Calder, Daniel G., and Michael J. B. Allen. Sources and Analogues of Old English Poetry: The Major Latin Sources in Translation. Cambridge: D. S. Brewer and Totowa: Rowman and Littlefield, 1976 (based on the printing by Delehaye, Peeters, and Coens, p. 37).

3.3 General Works

Hen, Yitzhak. Culture and Religion in Merovingian Gaul, A.D. 481–751. Leiden: Brill, 1995 (pp. 102–106 on A and the Calendar of Willibrord).

Schermann, Theodor. Propheten- und Apostellegenden nebst Jüngerkatalogen des Dorotheus und verwandter Texte. TUGAL 31/3. Leipzig: J. C. Hinrichs, 1907 (p. 170).

Thacker, Alan. “In Search of Saints: The English Church and the Cult of Roman Apostles and Martyrs in the Seventh and Eighth Centuries.” Pages 247–77 in Early Medieval Rome and the Christian West: Essays in Honour of Donald A. Bullough. Edited by Julia M. H. Smith.
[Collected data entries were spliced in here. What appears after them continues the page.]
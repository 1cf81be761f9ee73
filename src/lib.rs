//! Home Assistant MCP Core
//!
//! Resilient link between an MCP orchestrator and a Home Assistant instance.
//!
//! # Features
//!
//! - **WebSocket Link**: authenticated, multiplexed request/response by correlation id
//! - **Auto-Reconnect**: exponential backoff with jitter and subscription replay
//! - **Heartbeat**: ping/pong liveness checks
//! - **Entity Cache**: `state_changed`-fed cache with staleness tracking
//! - **Circuit Breaker**: stops hammering an unhealthy remote
//! - **Command Queue**: parks commands while the breaker is open
//! - **Rate Limiting**: per-caller and global fixed windows
//!
//! # Architecture
//!
//! ```text
//! Orchestrator ──► HassClient ──► RateLimiter ──► CircuitBreaker ──► ConnectionManager ──► Home Assistant
//!                      │                              │                  (actor task)         (WebSocket)
//!                      │                              └── CommandQueue ◄──┘ drained on reconnect
//!                      ├── EntityCache ◄── state_changed events + get_states snapshots
//!                      └── Supervisor (lifecycle events, maintenance tick)
//! ```

pub mod cache;
pub mod client;
pub mod clock;
pub mod config;
pub mod connection;
pub mod error;
pub mod events;
pub mod protocol;
pub mod resilience;
pub mod transport;

pub use cache::{CacheConfig, CacheStats, DomainPolicy, Entity, EntityCache, EntityFilter};
pub use client::{ClientStats, HassClient};
pub use clock::{Clock, ManualClock, SharedClock, SystemClock};
pub use config::Config;
pub use connection::{
    BackoffConfig, ConnectionConfig, ConnectionManager, ConnectionState, ConnectionStats,
    EventFilter, LinkHook, Subscription, SubscriptionEvent, SubscriptionId, SubscriptionInfo,
};
pub use error::{CoreError, Result};
pub use events::LifecycleEvent;
pub use protocol::Request;
pub use resilience::{
    CircuitBreaker, CircuitBreakerConfig, CircuitState, CommandQueue, QueueConfig,
    RateLimitConfig, RateLimiter,
};
pub use transport::{Connector, MemoryConnector, RemotePeer, Transport, WebSocketConnector};
//! Entity Cache
//!
//! Local view of Home Assistant entity state, fed by `state_changed` events
//! and full `get_states` snapshots. Queries are answered from memory in
//! entity-id order.

use chrono::{DateTime, Utc};
use once_cell::sync::Lazy;
use parking_lot::{Mutex, RwLock};
use regex::Regex;
use serde::{Deserialize, Serialize};
use serde_json::Value;
use std::collections::{BTreeMap, HashSet};
use std::sync::atomic::{AtomicU64, Ordering};
use std::time::{Duration, Instant};
use tokio::sync::watch;
use tracing::{debug, info, warn};

use crate::clock::{self, SharedClock};
use crate::connection::LinkHook;
use crate::error::{CoreError, Result};

static ENTITY_ID: Lazy<Regex> = Lazy::new(|| {
    Regex::new(r"^[a-z0-9_]+\.[a-z0-9_]+$").expect("valid entity id pattern")
});

/// Whether `entity_id` is a well-formed `domain.object_id`
pub fn is_valid_entity_id(entity_id: &str) -> bool {
    ENTITY_ID.is_match(entity_id)
}

pub fn validate_entity_id(entity_id: &str) -> Result<()> {
    if is_valid_entity_id(entity_id) {
        Ok(())
    } else {
        Err(CoreError::InvalidEntityId(entity_id.to_string()))
    }
}

/// One remote entity
#[derive(Debug, Clone, PartialEq, Serialize, Deserialize)]
pub struct Entity {
    pub entity_id: String,
    pub state: String,
    #[serde(default)]
    pub attributes: BTreeMap<String, Value>,
    #[serde(default = "Utc::now")]
    pub last_changed: DateTime<Utc>,
    #[serde(default = "Utc::now")]
    pub last_updated: DateTime<Utc>,
}

impl Entity {
    /// Part of the id before the first '.'
    pub fn domain(&self) -> &str {
        self.entity_id
            .split_once('.')
            .map_or(self.entity_id.as_str(), |(domain, _)| domain)
    }

    pub fn friendly_name(&self) -> Option<&str> {
        self.attributes.get("friendly_name").and_then(Value::as_str)
    }
}

/// Which entities may enter the cache
#[derive(Debug, Clone, Default)]
pub struct DomainPolicy {
    /// Domains to keep; empty keeps every domain
    pub allowed_domains: HashSet<String>,
    /// Domains never cached
    pub blocked_domains: HashSet<String>,
    /// Individual entities never cached
    pub blocked_entities: HashSet<String>,
}

impl DomainPolicy {
    pub fn admits(&self, entity_id: &str) -> bool {
        if self.blocked_entities.contains(entity_id) {
            return false;
        }
        let domain = entity_id.split('.').next().unwrap_or_default();
        if self.blocked_domains.contains(domain) {
            return false;
        }
        self.allowed_domains.is_empty() || self.allowed_domains.contains(domain)
    }
}

/// Cache tuning
#[derive(Debug, Clone)]
pub struct CacheConfig {
    /// Outage length after which cached state is discarded on resume
    pub staleness_bound: Duration,
    /// How long readers wait for a pending refetch
    pub refresh_wait: Duration,
    pub policy: DomainPolicy,
}

impl Default for CacheConfig {
    fn default() -> Self {
        Self {
            staleness_bound: Duration::from_secs(30),
            refresh_wait: Duration::from_secs(10),
            policy: DomainPolicy::default(),
        }
    }
}
//! Failure isolation for outbound commands
//!
//! - `circuit_breaker`: short-circuits calls while the remote is unhealthy
//! - `queue`: bounded, TTL-bounded landing zone for refused commands
//! - `rate_limit`: per-caller and global fixed-window admission

pub mod circuit_breaker;
pub mod queue;
pub mod rate_limit;

pub use circuit_breaker::{CircuitBreaker, CircuitBreakerConfig, CircuitState, CircuitStats, Permit};
pub use queue::{CommandQueue, DrainReport, QueueConfig, QueueStats, Ticket};
pub use rate_limit::{RateLimitConfig, RateLimitStats, RateLimitStatus, RateLimiter};
//! Time source for the resilience layer and the entity cache
//!
//! Components read time through [`Clock`] so tests can drive windows and
//! timeouts without sleeping.

use parking_lot::Mutex;
use std::sync::Arc;
use std::time::{Duration, Instant};

/// Monotonic time source
pub trait Clock: Send + Sync {
    fn now(&self) -> Instant;
}

/// Wall clock backed by [`Instant::now`]
#[derive(Debug, Default, Clone, Copy)]
pub struct SystemClock;

impl Clock for SystemClock {
    fn now(&self) -> Instant {
        Instant::now()
    }
}

/// Manually advanced clock for deterministic tests
#[derive(Debug, Clone)]
pub struct ManualClock {
    origin: Instant,
    offset: Arc<Mutex<Duration>>,
}

impl ManualClock {
    pub fn new() -> Self {
        Self {
            origin: Instant::now(),
            offset: Arc::new(Mutex::new(Duration::ZERO)),
        }
    }

    /// Move time forward
    pub fn advance(&self, by: Duration) {
        *self.offset.lock() += by;
    }
}

impl Default for ManualClock {
    fn default() -> Self {
        Self::new()
    }
}

impl Clock for ManualClock {
    fn now(&self) -> Instant {
        self.origin + *self.offset.lock()
    }
}

/// Shared handle used by components
pub type SharedClock = Arc<dyn Clock>;

/// Default clock handle
pub fn system() -> SharedClock {
    Arc::new(SystemClock)
}

#[cfg(test)]
mod tests {
    use super::*;

    #[test]
    fn test_manual_clock_advances() {
        let clock = ManualClock::new();
        let start = clock.now();
        clock.advance(Duration::from_secs(5));
        assert_eq!(clock.now() - start, Duration::from_secs(5));

        // Clones share the same offset
        let other = clock.clone();
        other.advance(Duration::from_secs(1));
        assert_eq!(clock.now() - start, Duration::from_secs(6));
    }
}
Medieval Mediterranean 28. Leiden: Brill, 2000 (pp. 276–77).

Warntjes, Immo. “The Origin(s) of the Medieval Calendar Tradition in the Latin West.” Pages 129–87 in Calendars in the Making: The Origins of Calendars from the Roman Empire to the Later Middle Ages. Edited by Sacha Stern. Time, Astronomy, and Calendars: Texts and Studies 10. Leiden: Brill (pp. 134–38 on A and the Calendar of Willibrord).